→ WORK TO COMPLETE
Retype each of the entries below exactly as written.

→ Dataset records
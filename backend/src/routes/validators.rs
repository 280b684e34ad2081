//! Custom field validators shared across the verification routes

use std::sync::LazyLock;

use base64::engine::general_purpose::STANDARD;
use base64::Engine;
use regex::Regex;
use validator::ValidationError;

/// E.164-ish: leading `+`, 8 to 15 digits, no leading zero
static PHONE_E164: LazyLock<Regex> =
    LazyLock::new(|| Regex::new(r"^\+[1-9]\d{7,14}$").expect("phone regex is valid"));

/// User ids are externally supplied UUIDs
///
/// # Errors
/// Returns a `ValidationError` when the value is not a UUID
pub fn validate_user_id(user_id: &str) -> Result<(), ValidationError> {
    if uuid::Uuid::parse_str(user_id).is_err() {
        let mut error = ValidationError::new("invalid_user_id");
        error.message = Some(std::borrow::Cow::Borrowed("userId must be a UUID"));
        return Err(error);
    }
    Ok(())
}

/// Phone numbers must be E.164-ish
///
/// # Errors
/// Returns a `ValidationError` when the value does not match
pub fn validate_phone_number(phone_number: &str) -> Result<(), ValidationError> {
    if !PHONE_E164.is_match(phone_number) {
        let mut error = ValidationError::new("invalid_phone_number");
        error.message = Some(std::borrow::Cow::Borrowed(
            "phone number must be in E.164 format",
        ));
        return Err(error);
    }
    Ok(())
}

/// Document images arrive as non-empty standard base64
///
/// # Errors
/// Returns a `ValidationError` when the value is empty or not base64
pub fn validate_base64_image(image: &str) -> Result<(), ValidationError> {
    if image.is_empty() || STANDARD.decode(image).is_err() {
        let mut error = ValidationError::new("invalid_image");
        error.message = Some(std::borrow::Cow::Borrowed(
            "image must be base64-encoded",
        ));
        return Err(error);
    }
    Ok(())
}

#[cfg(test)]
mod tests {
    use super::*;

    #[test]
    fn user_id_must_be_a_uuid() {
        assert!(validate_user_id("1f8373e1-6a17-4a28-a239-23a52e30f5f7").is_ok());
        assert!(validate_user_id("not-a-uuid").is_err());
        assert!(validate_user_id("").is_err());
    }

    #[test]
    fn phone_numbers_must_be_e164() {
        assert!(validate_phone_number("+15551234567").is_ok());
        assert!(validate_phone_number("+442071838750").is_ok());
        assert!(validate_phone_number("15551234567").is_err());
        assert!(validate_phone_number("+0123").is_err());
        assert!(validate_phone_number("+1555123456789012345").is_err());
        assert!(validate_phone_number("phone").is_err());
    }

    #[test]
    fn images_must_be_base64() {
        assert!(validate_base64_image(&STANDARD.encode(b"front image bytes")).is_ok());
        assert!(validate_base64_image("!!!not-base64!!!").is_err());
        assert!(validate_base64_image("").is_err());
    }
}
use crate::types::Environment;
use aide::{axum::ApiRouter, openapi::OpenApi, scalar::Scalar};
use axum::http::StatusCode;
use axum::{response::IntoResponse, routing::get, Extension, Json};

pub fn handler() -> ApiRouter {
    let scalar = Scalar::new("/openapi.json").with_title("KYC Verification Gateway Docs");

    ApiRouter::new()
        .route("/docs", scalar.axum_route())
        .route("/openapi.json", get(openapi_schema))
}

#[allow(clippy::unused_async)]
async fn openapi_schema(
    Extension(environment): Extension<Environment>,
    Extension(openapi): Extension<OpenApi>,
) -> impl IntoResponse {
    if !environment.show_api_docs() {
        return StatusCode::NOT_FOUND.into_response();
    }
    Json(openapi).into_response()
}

→ RESPONSE AREA
filename backend/src/routes/validators.rs
repository 280b684e34ad2081
//! Custom field validators shared across the verification routes

use std::sync::LazyLock;

use base64::engine::general_purpose::STANDARD;
use base64::Engine;
use regex::Regex;
use validator::ValidationError;

/// E.164-ish: leading `+`, 8 to 15 digits, no leading zero
static PHONE_E164: LazyLock<Regex> =
    LazyLock::new(|| Regex::new(r"^\+[1-9]\d{7,14}$").expect("phone regex is valid"));

/// User ids are externally supplied UUIDs
///
/// # Errors
/// Returns a `ValidationError` when the value is not a UUID
pub fn validate_user_id(user_id: &str) -> Result<(), ValidationError> {
    if uuid::Uuid::parse_str(user_id).is_err() {
        let mut error = ValidationError::new("invalid_user_id");
        error.message = Some(std::borrow::Cow::Borrowed("userId must be a UUID"));
        return Err(error);
    }
    Ok(())
}

/// Phone numbers must be E.164-ish
///
/// # Errors
/// Returns a `ValidationError` when the value does not match
pub fn validate_phone_number(phone_number: &str) -> Result<(), ValidationError> {
    if !PHONE_E164.is_match(phone_number) {
        let mut error = ValidationError::new("invalid_phone_number");
        error.message = Some(std::borrow::Cow::Borrowed(
            "phone number must be in E.164 format",
        ));
        return Err(error);
    }
    Ok(())
}

/// Document images arrive as non-empty standard base64
///
/// # Errors
/// Returns a `ValidationError` when the value is empty or not base64
pub fn validate_base64_image(image: &str) -> Result<(), ValidationError> {
    if image.is_empty() || STANDARD.decode(image).is_err() {
        let mut error = ValidationError::new("invalid_image");
        error.message = Some(std::borrow::Cow::Borrowed(
            "image must be base64-encoded",
        ));
        return Err(error);
    }
    Ok(())
}

#[cfg(test)]
mod tests {
    use super::*;

    #[test]
    fn user_id_must_be_a_uuid() {
        assert!(validate_user_id("1f8373e1-6a17-4a28-a239-23a52e30f5f7").is_ok());
        assert!(validate_user_id("not-a-uuid").is_err());
        assert!(validate_user_id("").is_err());
    }

    #[test]
    fn phone_numbers_must_be_e164() {
        assert!(validate_phone_number("+15551234567").is_ok());
        assert!(validate_phone_number("+442071838750").is_ok());
        assert!(validate_phone_number("15551234567").is_err());
        assert!(validate_phone_number("+0123").is_err());
        assert!(validate_phone_number("+1555123456789012345").is_err());
        assert!(validate_phone_number("phone").is_err());
    }

    #[test]
    fn images_must_be_base64() {
        assert!(validate_base64_image(&STANDARD.encode(b"front image bytes")).is_ok());
        assert!(validate_base64_image("!!!not-base64!!!").is_err());
        assert!(validate_base64_image("").is_err());
    }
}
use crate::types::Environment;
use aide::{axum::ApiRouter, openapi::OpenApi, scalar::Scalar};
use axum::http::StatusCode;
use axum::{response::IntoResponse, routing::get, Extension, Json};

pub fn handler() -> ApiRouter {
    let scalar = Scalar::new("/openapi.json").with_title("KYC Verification Gateway Docs");

    ApiRouter::new()
        .route("/docs", scalar.axum_route())
        .route("/openapi.json", get(openapi_schema))
}

#[allow(clippy::unused_async)]
async fn openapi_schema(
    Extension(environment): Extension<Environment>,
    Extension(openapi): Extension<OpenApi>,
) -> impl IntoResponse {
    if !environment.show_api_docs() {
        return StatusCode::NOT_FOUND.into_response();
    }
    Json(openapi).into_response()
}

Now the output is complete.